## What the task asks
Check every line below for the word "match" and give only the number of lines where it appears.

(Records excerpted from a collection)

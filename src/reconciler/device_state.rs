//! Per-device incremental accumulator

use chrono::{DateTime, Utc};
use serde::{Deserialize, Serialize};
use std::collections::VecDeque;
use tracing::{debug, info};

use super::CounterReconciler;
use crate::types::Reading;

/// One reading as seen by the analytics window.
#[derive(Debug, Clone, PartialEq, Eq, Serialize, Deserialize)]
pub struct WindowPoint {
    pub timestamp: DateTime<Utc>,
    /// Raw counter value as reported
    pub raw_count: u64,
    /// Reconciled production up to and including this reading
    pub reconciled_total: u64,
    /// Reconciled reject count, when the device reports one
    pub error_total: Option<u64>,
}

/// Fixed-capacity FIFO of recent readings.
#[derive(Debug, Clone, PartialEq, Eq, Serialize, Deserialize)]
pub struct RecentWindow {
    capacity: usize,
    points: VecDeque<WindowPoint>,
}

impl RecentWindow {
    pub fn new(capacity: usize) -> Self {
        let capacity = capacity.max(1);
        Self {
            capacity,
            points: VecDeque::with_capacity(capacity),
        }
    }

    pub fn push(&mut self, point: WindowPoint) {
        while self.points.len() >= self.capacity {
            self.points.pop_front();
        }
        self.points.push_back(point);
    }

    pub fn capacity(&self) -> usize {
        self.capacity
    }

    pub fn len(&self) -> usize {
        self.points.len()
    }

    pub fn is_empty(&self) -> bool {
        self.points.is_empty()
    }

    pub fn first(&self) -> Option<&WindowPoint> {
        self.points.front()
    }

    pub fn last(&self) -> Option<&WindowPoint> {
        self.points.back()
    }

    /// Oldest first.
    pub fn iter(&self) -> impl DoubleEndedIterator<Item = &WindowPoint> + ExactSizeIterator {
        self.points.iter()
    }

    /// Consecutive point pairs, oldest first.
    pub fn pairs(&self) -> impl Iterator<Item = (&WindowPoint, &WindowPoint)> {
        self.points.iter().zip(self.points.iter().skip(1))
    }

    pub fn clear(&mut self) {
        self.points.clear();
    }
}

/// What happened to a reading handed to [`DeviceState::apply`].
#[derive(Debug, Clone, Copy, PartialEq, Eq)]
pub enum Applied {
    /// First reading: baseline only, no delta
    Baseline,
    Delta { delta: u64, reset: bool },
    /// Older than the last applied reading; ignored
    OutOfOrder,
}

/// Mutable accumulator for one device.
///
/// Fed one reading at a time in timestamp order. Batch recompute builds a
/// fresh state from a sorted day; live mode keeps extending the same state.
/// Both go through [`CounterReconciler::step`].
#[derive(Debug, Clone, PartialEq, Eq, Serialize, Deserialize)]
pub struct DeviceState {
    pub device_id: String,
    pub last_seen_cumulative: Option<u64>,
    pub last_seen_timestamp: Option<DateTime<Utc>>,
    pub reconciled_total: u64,
    pub reset_count: u32,
    last_error_cumulative: Option<u64>,
    pub error_total: u64,
    /// Readings dropped because they arrived behind `last_seen_timestamp`
    pub skipped_out_of_order: u64,
    pub recent_window: RecentWindow,
}

impl DeviceState {
    pub fn new(device_id: impl Into<String>, window_size: usize) -> Self {
        Self {
            device_id: device_id.into(),
            last_seen_cumulative: None,
            last_seen_timestamp: None,
            reconciled_total: 0,
            reset_count: 0,
            last_error_cumulative: None,
            error_total: 0,
            skipped_out_of_order: 0,
            recent_window: RecentWindow::new(window_size),
        }
    }

    /// Fold one reading into the state.
    pub fn apply(&mut self, reading: &Reading, reconciler: &CounterReconciler) -> Applied {
        if self.last_seen_timestamp.is_some_and(|last| reading.timestamp < last) {
            self.skipped_out_of_order += 1;
            debug!(
                device = %self.device_id,
                at = %reading.timestamp,
                "Out-of-order reading skipped"
            );
            return Applied::OutOfOrder;
        }

        let applied = match self.last_seen_cumulative {
            None => Applied::Baseline,
            Some(previous) => {
                let step = reconciler.step(previous, reading.cumulative_count);
                self.reconciled_total = self.reconciled_total.saturating_add(step.delta);
                if step.reset {
                    self.reset_count += 1;
                    info!(
                        device = %self.device_id,
                        previous,
                        current = reading.cumulative_count,
                        at = %reading.timestamp,
                        "Counter reset absorbed"
                    );
                }
                Applied::Delta {
                    delta: step.delta,
                    reset: step.reset,
                }
            }
        };

        let error_total = reading.error_count.map(|current| {
            if let Some(previous) = self.last_error_cumulative {
                self.error_total = self
                    .error_total
                    .saturating_add(reconciler.step(previous, current).delta);
            }
            self.last_error_cumulative = Some(current);
            self.error_total
        });

        self.last_seen_cumulative = Some(reading.cumulative_count);
        self.last_seen_timestamp = Some(reading.timestamp);
        self.recent_window.push(WindowPoint {
            timestamp: reading.timestamp,
            raw_count: reading.cumulative_count,
            reconciled_total: self.reconciled_total,
            error_total,
        });
        applied
    }

    /// Apply a batch of readings; returns how many were applied.
    pub fn apply_all<'a, I>(&mut self, readings: I, reconciler: &CounterReconciler) -> usize
    where
        I: IntoIterator<Item = &'a Reading>,
    {
        readings
            .into_iter()
            .filter(|r| self.apply(r, reconciler) != Applied::OutOfOrder)
            .count()
    }

    /// True once a device reports reject counts.
    pub fn reports_errors(&self) -> bool {
        self.last_error_cumulative.is_some()
    }
}
use serde::{Deserialize, Serialize};
use std::collections::BTreeSet;

/// Category of a triggered anomaly check.
#[derive(Debug, Clone, Copy, PartialEq, Eq, Hash, PartialOrd, Ord, Serialize, Deserialize)]
#[serde(rename_all = "snake_case")]
pub enum AnomalyType {
    StatisticalOutlier,
    SuddenChange,
    Stoppage,
    HighErrorRate,
    LowSpeed,
    /// Downstream stage counted more than upstream (waste clamped to zero)
    CalibrationDrift,
}

impl std::fmt::Display for AnomalyType {
    fn fmt(&self, f: &mut std::fmt::Formatter<'_>) -> std::fmt::Result {
        let s = match self {
            Self::StatisticalOutlier => "statistical_outlier",
            Self::SuddenChange => "sudden_change",
            Self::Stoppage => "stoppage",
            Self::HighErrorRate => "high_error_rate",
            Self::LowSpeed => "low_speed",
            Self::CalibrationDrift => "calibration_drift",
        };
        f.write_str(s)
    }
}

/// Result of one evaluation cycle. Replaced every cycle, never mutated.
#[derive(Debug, Clone, PartialEq, Default, Serialize, Deserialize)]
pub struct AnomalyRecord {
    pub is_anomaly: bool,
    /// Maximum severity over triggered checks, in [0, 1]
    pub score: f64,
    /// Human-readable reasons, in check order
    pub reasons: Vec<String>,
    pub types: BTreeSet<AnomalyType>,
}

impl AnomalyRecord {
    /// Record with no triggered checks.
    pub fn clear() -> Self {
        Self::default()
    }

    /// Combine two records: reasons concatenate, score is the maximum.
    #[must_use]
    pub fn merge(mut self, other: Self) -> Self {
        self.is_anomaly |= other.is_anomaly;
        self.score = self.score.max(other.score);
        self.reasons.extend(other.reasons);
        self.types.extend(other.types);
        self
    }
}
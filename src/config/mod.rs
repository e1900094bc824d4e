//! Engine Configuration Module
//!
//! Provides the factory-wide configuration loaded from TOML, covering every
//! threshold of the reconciliation and metrics engine.
//!
//! ## Loading Order
//!
//! 1. `BRICKLINE_CONFIG` environment variable (path to TOML file)
//! 2. `brickline.toml` in the current working directory
//! 3. Built-in defaults
//!
//! The binary loads the config once and hands each component the sections it
//! needs, so tests build configs directly instead of touching process state.

mod engine_config;
pub mod defaults;
pub mod validation;

pub use engine_config::*;
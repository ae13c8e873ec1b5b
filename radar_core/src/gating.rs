//! Mahalanobis gating: decides whether a cluster is close enough to a
//! predicted track to be an association candidate.
//!
//! # Gating criterion
//! d²(z, track) = vᵀ S⁻¹ v  where v = z − H·x̂_pred,  S = H·P_pred·Hᵀ + R
//!
//! Accept if d² ≤ χ²(validation_gate, dof). dof = 3 for the position-only
//! measurement, 6 when velocity rows are present.

use crate::math::chi_squared_quantile;
use crate::types::{DMat, DVec, StateCov, StateVec};

/// Gate thresholds derived once at init from the configured χ²
/// probability.
#[derive(Clone, Copy, Debug)]
pub struct GateThresholds {
    /// χ²(p, 3) for position-only measurements
    pub position: f64,
    /// χ²(p, 6) for position+velocity measurements
    pub position_velocity: f64,
}

impl GateThresholds {
    pub fn from_probability(p: f64) -> Self {
        Self {
            position: chi_squared_quantile(p, 3),
            position_velocity: chi_squared_quantile(p, 6),
        }
    }

    pub fn for_dim(&self, dim: usize) -> f64 {
        match dim {
            3 => self.position,
            6 => self.position_velocity,
            d => chi_squared_quantile(0.99, d),
        }
    }
}

/// Result of a gate check for one (track, cluster) pair.
#[derive(Clone, Debug)]
pub struct GateResult {
    /// Mahalanobis distance squared
    pub d2: f64,
    /// True if d² ≤ gate threshold
    pub passes: bool,
    /// Innovation vector (reused by the KF update)
    pub innovation: DVec,
    /// Innovation covariance S
    pub innovation_cov: DMat,
}

/// Check whether observation `z` passes the Mahalanobis gate for a
/// predicted state `(state, cov)` under observation matrix `H` and
/// measurement noise `R`. A singular `S` rejects the pair (d² = ∞).
pub fn mahalanobis_gate(
    state: &StateVec,
    cov: &StateCov,
    z: &DVec,
    h: &DMat,
    r: &DMat,
    gate_threshold: f64,
) -> GateResult {
    let x_dyn = DVec::from_iterator(9, state.iter().copied());
    let innovation = z - h * &x_dyn;

    let p_dyn = DMat::from_row_slice(9, 9, cov.transpose().as_slice());
    let s = h * &p_dyn * h.transpose() + r;

    let d2 = match s.clone().lu().try_inverse() {
        Some(s_inv) => {
            let v = &s_inv * &innovation;
            innovation.dot(&v)
        }
        None => f64::INFINITY, // degenerate — reject
    };

    GateResult {
        d2,
        passes: d2 <= gate_threshold,
        innovation,
        innovation_cov: s,
    }
}

// ---------------------------------------------------------------------------
// Tests
// ---------------------------------------------------------------------------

## Response
4